Stored data entries
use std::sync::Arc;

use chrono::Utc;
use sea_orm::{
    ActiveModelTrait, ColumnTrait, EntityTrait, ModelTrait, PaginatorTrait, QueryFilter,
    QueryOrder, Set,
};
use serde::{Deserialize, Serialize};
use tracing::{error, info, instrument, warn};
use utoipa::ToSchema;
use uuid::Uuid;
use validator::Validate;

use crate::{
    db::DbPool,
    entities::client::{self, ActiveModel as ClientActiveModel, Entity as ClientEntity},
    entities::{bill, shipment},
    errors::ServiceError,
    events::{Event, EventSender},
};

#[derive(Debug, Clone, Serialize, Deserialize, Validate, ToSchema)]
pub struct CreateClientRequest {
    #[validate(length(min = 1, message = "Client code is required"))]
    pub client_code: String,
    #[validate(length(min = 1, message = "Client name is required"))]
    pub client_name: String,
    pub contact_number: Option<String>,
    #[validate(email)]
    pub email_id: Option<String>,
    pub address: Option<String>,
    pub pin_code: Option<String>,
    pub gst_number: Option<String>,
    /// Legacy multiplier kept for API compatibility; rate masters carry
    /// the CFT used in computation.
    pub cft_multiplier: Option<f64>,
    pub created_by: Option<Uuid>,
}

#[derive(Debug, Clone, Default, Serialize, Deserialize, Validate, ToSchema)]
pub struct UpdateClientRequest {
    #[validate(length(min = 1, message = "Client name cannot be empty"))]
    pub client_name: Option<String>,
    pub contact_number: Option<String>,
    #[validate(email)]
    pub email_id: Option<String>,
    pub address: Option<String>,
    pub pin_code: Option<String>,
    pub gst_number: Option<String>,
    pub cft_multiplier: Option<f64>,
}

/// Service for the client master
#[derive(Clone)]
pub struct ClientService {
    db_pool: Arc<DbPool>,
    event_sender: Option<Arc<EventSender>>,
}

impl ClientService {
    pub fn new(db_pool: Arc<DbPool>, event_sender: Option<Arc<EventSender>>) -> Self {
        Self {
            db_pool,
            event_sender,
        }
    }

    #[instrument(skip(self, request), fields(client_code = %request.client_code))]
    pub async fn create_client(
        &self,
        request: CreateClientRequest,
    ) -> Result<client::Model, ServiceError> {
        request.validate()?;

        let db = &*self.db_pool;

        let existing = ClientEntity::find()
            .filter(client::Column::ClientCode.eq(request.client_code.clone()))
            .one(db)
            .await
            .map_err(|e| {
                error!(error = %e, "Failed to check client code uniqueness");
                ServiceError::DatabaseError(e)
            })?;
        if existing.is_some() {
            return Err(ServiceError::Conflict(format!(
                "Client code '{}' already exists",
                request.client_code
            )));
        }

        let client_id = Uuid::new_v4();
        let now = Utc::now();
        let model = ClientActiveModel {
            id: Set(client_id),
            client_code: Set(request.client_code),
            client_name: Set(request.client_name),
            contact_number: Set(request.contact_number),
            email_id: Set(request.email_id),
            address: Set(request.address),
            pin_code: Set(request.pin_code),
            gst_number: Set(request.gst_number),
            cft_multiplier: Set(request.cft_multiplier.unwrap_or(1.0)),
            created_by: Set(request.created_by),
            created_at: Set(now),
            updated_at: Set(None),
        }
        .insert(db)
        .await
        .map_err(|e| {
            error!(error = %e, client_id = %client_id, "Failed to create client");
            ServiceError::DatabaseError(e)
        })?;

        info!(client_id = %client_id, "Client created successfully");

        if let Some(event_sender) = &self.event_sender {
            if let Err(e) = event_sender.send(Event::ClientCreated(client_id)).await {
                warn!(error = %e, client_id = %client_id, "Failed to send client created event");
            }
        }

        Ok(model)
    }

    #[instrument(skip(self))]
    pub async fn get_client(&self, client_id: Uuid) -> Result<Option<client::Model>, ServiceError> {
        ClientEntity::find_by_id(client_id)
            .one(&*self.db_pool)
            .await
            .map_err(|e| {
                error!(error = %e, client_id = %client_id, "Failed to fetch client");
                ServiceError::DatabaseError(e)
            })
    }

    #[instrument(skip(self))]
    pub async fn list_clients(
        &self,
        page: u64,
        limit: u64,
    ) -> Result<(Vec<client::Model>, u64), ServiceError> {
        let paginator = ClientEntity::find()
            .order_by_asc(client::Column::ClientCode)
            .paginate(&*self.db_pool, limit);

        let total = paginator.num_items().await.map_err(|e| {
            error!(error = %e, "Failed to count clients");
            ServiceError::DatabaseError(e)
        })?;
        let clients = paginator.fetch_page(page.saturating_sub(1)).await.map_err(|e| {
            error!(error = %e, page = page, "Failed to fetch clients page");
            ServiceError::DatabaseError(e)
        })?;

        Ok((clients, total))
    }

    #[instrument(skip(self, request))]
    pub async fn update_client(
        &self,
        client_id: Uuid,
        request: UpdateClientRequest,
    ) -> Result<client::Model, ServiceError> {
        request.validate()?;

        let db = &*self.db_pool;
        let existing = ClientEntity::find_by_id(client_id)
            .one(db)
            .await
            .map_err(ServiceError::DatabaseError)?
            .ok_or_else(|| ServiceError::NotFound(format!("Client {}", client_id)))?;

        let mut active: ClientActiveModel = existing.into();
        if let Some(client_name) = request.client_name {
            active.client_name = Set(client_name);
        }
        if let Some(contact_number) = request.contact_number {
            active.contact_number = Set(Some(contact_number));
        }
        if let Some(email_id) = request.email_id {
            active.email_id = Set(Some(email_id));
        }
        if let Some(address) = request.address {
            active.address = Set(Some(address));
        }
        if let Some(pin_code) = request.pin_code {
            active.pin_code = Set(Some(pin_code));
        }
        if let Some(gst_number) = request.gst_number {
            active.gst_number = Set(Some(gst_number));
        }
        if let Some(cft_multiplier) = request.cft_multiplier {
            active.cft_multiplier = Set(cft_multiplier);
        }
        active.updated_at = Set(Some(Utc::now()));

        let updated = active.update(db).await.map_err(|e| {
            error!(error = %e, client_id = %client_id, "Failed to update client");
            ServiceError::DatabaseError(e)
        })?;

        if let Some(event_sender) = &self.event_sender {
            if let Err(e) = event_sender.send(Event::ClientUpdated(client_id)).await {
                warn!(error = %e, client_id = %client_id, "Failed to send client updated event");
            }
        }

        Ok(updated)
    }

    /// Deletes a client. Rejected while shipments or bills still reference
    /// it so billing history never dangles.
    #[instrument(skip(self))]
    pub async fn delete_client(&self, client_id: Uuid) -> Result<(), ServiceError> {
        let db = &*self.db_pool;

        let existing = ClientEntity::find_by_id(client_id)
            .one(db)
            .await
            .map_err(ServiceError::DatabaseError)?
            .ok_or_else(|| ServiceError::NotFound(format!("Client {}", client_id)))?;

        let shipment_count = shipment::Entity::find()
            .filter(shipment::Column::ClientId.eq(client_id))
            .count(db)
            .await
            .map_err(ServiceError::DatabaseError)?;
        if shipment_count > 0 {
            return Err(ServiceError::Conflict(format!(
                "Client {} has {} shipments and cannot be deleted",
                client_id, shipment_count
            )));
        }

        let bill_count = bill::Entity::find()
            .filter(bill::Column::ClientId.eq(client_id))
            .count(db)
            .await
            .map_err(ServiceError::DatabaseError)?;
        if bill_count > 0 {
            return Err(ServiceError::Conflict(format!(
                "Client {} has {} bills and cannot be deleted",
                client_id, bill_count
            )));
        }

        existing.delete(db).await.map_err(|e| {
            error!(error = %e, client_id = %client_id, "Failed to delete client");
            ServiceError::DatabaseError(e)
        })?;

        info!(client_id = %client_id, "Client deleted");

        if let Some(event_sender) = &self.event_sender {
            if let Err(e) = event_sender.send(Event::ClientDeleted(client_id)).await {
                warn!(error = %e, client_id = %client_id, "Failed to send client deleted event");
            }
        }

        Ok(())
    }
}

Work item >> Among the lines above, which hold the word "address"? Report each one.

Task result >>
    pub address: Option<String>,
    pub address: Option<String>,
            address: Set(request.address),
        if let Some(address) = request.address {
            active.address = Set(Some(address));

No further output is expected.